* _WORKING DATA_:
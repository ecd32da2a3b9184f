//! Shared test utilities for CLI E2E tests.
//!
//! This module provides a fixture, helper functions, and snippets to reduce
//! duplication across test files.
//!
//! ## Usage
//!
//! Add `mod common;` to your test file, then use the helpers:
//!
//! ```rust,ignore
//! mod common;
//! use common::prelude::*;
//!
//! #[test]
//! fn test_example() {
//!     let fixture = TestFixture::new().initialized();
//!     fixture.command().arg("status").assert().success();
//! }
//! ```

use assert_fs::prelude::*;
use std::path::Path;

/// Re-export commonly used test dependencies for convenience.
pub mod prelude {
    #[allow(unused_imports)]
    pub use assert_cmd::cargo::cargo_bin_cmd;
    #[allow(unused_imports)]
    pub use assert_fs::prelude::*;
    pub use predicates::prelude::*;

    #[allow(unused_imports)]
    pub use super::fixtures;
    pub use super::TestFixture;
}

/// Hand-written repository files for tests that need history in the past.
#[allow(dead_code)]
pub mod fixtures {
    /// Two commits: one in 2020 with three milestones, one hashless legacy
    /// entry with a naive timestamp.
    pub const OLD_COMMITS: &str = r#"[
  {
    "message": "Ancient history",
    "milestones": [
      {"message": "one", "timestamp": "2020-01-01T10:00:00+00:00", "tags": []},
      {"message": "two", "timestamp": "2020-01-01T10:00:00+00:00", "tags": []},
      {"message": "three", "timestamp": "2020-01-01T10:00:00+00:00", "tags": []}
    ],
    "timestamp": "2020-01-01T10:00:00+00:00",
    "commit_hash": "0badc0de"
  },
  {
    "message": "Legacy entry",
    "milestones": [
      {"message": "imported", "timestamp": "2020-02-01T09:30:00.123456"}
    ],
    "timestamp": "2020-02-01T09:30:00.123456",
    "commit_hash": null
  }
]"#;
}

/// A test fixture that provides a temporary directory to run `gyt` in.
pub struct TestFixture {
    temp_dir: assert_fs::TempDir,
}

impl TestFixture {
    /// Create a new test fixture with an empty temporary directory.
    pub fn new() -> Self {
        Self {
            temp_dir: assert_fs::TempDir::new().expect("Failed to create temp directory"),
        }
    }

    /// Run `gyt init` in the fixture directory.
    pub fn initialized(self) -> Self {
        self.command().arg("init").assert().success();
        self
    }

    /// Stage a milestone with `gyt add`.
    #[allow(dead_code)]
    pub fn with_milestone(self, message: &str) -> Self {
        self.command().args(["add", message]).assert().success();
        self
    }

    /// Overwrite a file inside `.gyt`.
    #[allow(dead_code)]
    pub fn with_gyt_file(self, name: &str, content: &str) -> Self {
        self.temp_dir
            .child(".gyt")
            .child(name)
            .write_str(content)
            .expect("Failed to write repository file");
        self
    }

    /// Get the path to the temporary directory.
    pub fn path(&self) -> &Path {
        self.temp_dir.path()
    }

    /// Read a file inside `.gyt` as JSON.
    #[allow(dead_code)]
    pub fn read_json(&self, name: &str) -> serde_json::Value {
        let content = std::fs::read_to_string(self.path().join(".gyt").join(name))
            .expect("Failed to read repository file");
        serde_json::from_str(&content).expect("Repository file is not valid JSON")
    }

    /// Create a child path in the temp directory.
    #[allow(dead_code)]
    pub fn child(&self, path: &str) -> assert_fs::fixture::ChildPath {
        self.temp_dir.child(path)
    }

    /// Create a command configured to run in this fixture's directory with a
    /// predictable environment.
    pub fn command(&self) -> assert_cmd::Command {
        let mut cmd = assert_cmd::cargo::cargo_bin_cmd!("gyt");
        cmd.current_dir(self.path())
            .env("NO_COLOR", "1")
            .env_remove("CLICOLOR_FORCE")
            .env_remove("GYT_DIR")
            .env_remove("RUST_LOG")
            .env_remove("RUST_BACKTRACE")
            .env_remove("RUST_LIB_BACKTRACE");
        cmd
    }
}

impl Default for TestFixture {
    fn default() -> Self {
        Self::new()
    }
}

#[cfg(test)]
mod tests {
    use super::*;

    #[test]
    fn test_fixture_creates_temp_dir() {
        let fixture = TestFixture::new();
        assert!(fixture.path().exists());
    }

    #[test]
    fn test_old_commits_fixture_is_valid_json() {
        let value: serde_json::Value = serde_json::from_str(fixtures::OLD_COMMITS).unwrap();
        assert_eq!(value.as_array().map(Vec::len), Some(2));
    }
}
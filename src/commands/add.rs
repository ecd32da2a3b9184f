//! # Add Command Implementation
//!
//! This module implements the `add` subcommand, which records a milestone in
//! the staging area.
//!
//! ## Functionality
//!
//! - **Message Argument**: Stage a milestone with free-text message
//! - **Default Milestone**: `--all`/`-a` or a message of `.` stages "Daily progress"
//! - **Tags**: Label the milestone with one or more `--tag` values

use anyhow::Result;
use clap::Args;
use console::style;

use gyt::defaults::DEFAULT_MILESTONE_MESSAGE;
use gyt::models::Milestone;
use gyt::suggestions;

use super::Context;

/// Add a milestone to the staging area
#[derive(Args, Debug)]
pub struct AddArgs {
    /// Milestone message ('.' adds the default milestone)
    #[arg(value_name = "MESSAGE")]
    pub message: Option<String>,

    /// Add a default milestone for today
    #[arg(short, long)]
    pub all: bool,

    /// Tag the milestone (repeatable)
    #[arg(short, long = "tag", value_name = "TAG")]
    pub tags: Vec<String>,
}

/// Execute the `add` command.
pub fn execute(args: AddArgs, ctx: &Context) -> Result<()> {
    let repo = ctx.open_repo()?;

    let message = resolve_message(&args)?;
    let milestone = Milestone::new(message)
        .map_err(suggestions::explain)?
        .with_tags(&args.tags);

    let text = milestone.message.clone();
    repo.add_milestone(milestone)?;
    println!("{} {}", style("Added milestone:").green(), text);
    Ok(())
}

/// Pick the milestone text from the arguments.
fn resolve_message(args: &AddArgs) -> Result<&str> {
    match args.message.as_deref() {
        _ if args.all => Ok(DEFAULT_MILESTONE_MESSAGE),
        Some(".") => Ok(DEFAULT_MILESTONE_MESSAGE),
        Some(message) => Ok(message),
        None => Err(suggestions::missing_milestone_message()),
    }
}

* _AIM OF THE TASK_: Without any alteration, repeat each entry shown above.

* _ANSWER SPACE_:
repository ecd32da2a3b9184f
//! Shared test utilities for CLI E2E tests.
//!
//! This module provides a fixture, helper functions, and snippets to reduce
//! duplication across test files.
//!
//! ## Usage
//!
//! Add `mod common;` to your test file, then use the helpers:
//!
//! ```rust,ignore
//! mod common;
//! use common::prelude::*;
//!
//! #[test]
//! fn test_example() {
//!     let fixture = TestFixture::new().initialized();
//!     fixture.command().arg("status").assert().success();
//! }
//! ```

use assert_fs::prelude::*;
use std::path::Path;

/// Re-export commonly used test dependencies for convenience.
pub mod prelude {
    #[allow(unused_imports)]
    pub use assert_cmd::cargo::cargo_bin_cmd;
    #[allow(unused_imports)]
    pub use assert_fs::prelude::*;
    pub use predicates::prelude::*;

    #[allow(unused_imports)]
    pub use super::fixtures;
    pub use super::TestFixture;
}

/// Hand-written repository files for tests that need history in the past.
#[allow(dead_code)]
pub mod fixtures {
    /// Two commits: one in 2020 with three milestones, one hashless legacy
    /// entry with a naive timestamp.
    pub const OLD_COMMITS: &str = r#"[
  {
    "message": "Ancient history",
    "milestones": [
      {"message": "one", "timestamp": "2020-01-01T10:00:00+00:00", "tags": []},
      {"message": "two", "timestamp": "2020-01-01T10:00:00+00:00", "tags": []},
      {"message": "three", "timestamp": "2020-01-01T10:00:00+00:00", "tags": []}
    ],
    "timestamp": "2020-01-01T10:00:00+00:00",
    "commit_hash": "0badc0de"
  },
  {
    "message": "Legacy entry",
    "milestones": [
      {"message": "imported", "timestamp": "2020-02-01T09:30:00.123456"}
    ],
    "timestamp": "2020-02-01T09:30:00.123456",
    "commit_hash": null
  }
]"#;
}

/// A test fixture that provides a temporary directory to run `gyt` in.
pub struct TestFixture {
    temp_dir: assert_fs::TempDir,
}

impl TestFixture {
    /// Create a new test fixture with an empty temporary directory.
    pub fn new() -> Self {
        Self {
            temp_dir: assert_fs::TempDir::new().expect("Failed to create temp directory"),
        }
    }

    /// Run `gyt init` in the fixture directory.
    pub fn initialized(self) -> Self {
        self.command().arg("init").assert().success();
        self
    }

    /// Stage a milestone with `gyt add`.
    #[allow(dead_code)]
    pub fn with_milestone(self, message: &str) -> Self {
        self.command().args(["add", message]).assert().success();
        self
    }

    /// Overwrite a file inside `.gyt`.
    #[allow(dead_code)]
    pub fn with_gyt_file(self, name: &str, content: &str) -> Self {
        self.temp_dir
            .child(".gyt")
            .child(name)
            .write_str(content)
            .expect("Failed to write repository file");
        self
    }

    /// Get the path to the temporary directory.
    pub fn path(&self) -> &Path {
        self.temp_dir.path()
    }

    /// Read a file inside `.gyt` as JSON.
    #[allow(dead_code)]
    pub fn read_json(&self, name: &str) -> serde_json::Value {
        let content = std::fs::read_to_string(self.path().join(".gyt").join(name))
            .expect("Failed to read repository file");
        serde_json::from_str(&content).expect("Repository file is not valid JSON")
    }

    /// Create a child path in the temp directory.
    #[allow(dead_code)]
    pub fn child(&self, path: &str) -> assert_fs::fixture::ChildPath {
        self.temp_dir.child(path)
    }

    /// Create a command configured to run in this fixture's directory with a
    /// predictable environment.
    pub fn command(&self) -> assert_cmd::Command {
        let mut cmd = assert_cmd::cargo::cargo_bin_cmd!("gyt");
        cmd.current_dir(self.path())
            .env("NO_COLOR", "1")
            .env_remove("CLICOLOR_FORCE")
            .env_remove("GYT_DIR")
            .env_remove("RUST_LOG")
            .env_remove("RUST_BACKTRACE")
            .env_remove("RUST_LIB_BACKTRACE");
        cmd
    }
}

impl Default for TestFixture {
    fn default() -> Self {
        Self::new()
    }
}

#[cfg(test)]
mod tests {
    use super::*;

    #[test]
    fn test_fixture_creates_temp_dir() {
        let fixture = TestFixture::new();
        assert!(fixture.path().exists());
    }

    #[test]
    fn test_old_commits_fixture_is_valid_json() {
        let value: serde_json::Value = serde_json::from_str(fixtures::OLD_COMMITS).unwrap();
        assert_eq!(value.as_array().map(Vec::len), Some(2));
    }
}
filename src/commands/add.rs
repository ecd32da2a3b9184f
//! # Add Command Implementation
//!
//! This module implements the `add` subcommand, which records a milestone in
//! the staging area.
//!
//! ## Functionality
//!
//! - **Message Argument**: Stage a milestone with free-text message
//! - **Default Milestone**: `--all`/`-a` or a message of `.` stages "Daily progress"
//! - **Tags**: Label the milestone with one or more `--tag` values

use anyhow::Result;
use clap::Args;
use console::style;

use gyt::defaults::DEFAULT_MILESTONE_MESSAGE;
use gyt::models::Milestone;
use gyt::suggestions;

use super::Context;

/// Add a milestone to the staging area
#[derive(Args, Debug)]
pub struct AddArgs {
    /// Milestone message ('.' adds the default milestone)
    #[arg(value_name = "MESSAGE")]
    pub message: Option<String>,

    /// Add a default milestone for today
    #[arg(short, long)]
    pub all: bool,

    /// Tag the milestone (repeatable)
    #[arg(short, long = "tag", value_name = "TAG")]
    pub tags: Vec<String>,
}

/// Execute the `add` command.
pub fn execute(args: AddArgs, ctx: &Context) -> Result<()> {
    let repo = ctx.open_repo()?;

    let message = resolve_message(&args)?;
    let milestone = Milestone::new(message)
        .map_err(suggestions::explain)?
        .with_tags(&args.tags);

    let text = milestone.message.clone();
    repo.add_milestone(milestone)?;
    println!("{} {}", style("Added milestone:").green(), text);
    Ok(())
}

/// Pick the milestone text from the arguments.
fn resolve_message(args: &AddArgs) -> Result<&str> {
    match args.message.as_deref() {
        _ if args.all => Ok(DEFAULT_MILESTONE_MESSAGE),
        Some(".") => Ok(DEFAULT_MILESTONE_MESSAGE),
        Some(message) => Ok(message),
        None => Err(suggestions::missing_milestone_message()),
    }
}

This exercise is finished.